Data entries
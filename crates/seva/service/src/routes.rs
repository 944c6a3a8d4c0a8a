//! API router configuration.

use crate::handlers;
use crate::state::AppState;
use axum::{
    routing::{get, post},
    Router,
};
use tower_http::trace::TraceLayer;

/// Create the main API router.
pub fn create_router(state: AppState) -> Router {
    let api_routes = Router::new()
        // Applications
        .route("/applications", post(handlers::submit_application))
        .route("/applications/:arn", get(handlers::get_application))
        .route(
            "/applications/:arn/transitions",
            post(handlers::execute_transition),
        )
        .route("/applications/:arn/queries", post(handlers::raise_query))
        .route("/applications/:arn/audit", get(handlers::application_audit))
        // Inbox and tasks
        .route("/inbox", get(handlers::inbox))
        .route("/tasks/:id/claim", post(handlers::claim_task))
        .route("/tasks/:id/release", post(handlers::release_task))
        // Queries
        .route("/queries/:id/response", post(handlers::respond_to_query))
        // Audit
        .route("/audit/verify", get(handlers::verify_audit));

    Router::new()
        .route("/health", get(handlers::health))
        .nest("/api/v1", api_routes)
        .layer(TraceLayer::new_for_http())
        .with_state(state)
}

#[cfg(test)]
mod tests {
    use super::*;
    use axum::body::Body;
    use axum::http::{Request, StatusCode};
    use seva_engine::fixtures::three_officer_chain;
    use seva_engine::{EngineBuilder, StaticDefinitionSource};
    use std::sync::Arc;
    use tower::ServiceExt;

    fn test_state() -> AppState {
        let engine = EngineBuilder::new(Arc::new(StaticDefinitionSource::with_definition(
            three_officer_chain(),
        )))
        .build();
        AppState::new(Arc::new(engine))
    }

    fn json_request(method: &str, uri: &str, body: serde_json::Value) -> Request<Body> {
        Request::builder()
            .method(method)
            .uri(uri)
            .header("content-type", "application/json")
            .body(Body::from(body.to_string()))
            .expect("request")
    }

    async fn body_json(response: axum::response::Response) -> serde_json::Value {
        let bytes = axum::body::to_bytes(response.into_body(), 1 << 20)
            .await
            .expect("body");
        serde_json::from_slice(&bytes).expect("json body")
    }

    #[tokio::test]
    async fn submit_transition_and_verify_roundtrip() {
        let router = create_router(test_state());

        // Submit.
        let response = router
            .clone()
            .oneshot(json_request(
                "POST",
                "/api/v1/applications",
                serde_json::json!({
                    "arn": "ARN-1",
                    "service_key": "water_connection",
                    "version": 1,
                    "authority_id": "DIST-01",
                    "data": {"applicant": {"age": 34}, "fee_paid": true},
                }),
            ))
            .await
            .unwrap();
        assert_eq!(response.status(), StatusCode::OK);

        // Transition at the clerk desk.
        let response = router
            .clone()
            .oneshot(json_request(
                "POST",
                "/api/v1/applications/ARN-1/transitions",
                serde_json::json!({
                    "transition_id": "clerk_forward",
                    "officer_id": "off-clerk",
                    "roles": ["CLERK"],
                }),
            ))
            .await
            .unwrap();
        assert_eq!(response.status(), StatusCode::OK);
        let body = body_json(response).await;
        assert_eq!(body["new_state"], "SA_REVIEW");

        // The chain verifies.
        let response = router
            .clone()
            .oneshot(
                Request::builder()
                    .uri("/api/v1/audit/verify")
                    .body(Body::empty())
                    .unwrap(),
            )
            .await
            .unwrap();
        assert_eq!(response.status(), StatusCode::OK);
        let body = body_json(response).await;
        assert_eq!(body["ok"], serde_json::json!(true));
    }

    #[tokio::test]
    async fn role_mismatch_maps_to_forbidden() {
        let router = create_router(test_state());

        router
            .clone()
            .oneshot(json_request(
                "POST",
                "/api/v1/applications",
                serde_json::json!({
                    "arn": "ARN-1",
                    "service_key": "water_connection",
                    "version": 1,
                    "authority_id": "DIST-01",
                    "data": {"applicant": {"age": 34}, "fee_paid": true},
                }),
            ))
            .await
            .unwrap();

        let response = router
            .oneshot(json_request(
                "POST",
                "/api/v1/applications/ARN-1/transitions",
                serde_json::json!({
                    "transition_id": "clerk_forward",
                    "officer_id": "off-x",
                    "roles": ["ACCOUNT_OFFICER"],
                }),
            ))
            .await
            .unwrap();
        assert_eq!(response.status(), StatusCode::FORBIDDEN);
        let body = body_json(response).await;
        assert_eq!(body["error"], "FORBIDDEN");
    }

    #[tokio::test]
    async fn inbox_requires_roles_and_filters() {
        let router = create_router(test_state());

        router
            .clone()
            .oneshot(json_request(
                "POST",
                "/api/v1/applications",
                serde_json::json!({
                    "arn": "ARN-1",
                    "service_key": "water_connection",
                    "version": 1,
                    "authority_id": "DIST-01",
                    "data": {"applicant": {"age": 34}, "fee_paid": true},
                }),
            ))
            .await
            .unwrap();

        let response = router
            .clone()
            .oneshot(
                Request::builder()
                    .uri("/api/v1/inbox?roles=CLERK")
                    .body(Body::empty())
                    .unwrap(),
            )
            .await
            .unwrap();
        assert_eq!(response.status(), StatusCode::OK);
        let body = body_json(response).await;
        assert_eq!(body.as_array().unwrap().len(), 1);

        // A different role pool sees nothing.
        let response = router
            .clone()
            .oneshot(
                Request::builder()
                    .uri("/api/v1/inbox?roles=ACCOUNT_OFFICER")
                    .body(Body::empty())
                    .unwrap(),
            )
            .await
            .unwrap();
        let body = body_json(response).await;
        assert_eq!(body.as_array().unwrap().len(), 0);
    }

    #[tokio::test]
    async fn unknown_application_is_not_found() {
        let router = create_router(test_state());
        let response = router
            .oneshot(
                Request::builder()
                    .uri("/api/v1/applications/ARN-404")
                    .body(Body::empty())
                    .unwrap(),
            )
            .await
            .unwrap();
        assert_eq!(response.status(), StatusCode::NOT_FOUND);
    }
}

Requirement
Go line by line through the records above and copy each one containing "handlers".

Completed task
use crate::handlers;
        .route("/applications", post(handlers::submit_application))
        .route("/applications/:arn", get(handlers::get_application))
            post(handlers::execute_transition),
        .route("/applications/:arn/queries", post(handlers::raise_query))
        .route("/applications/:arn/audit", get(handlers::application_audit))
        .route("/inbox", get(handlers::inbox))
        .route("/tasks/:id/claim", post(handlers::claim_task))
        .route("/tasks/:id/release", post(handlers::release_task))
        .route("/queries/:id/response", post(handlers::respond_to_query))
        .route("/audit/verify", get(handlers::verify_audit));
        .route("/health", get(handlers::health))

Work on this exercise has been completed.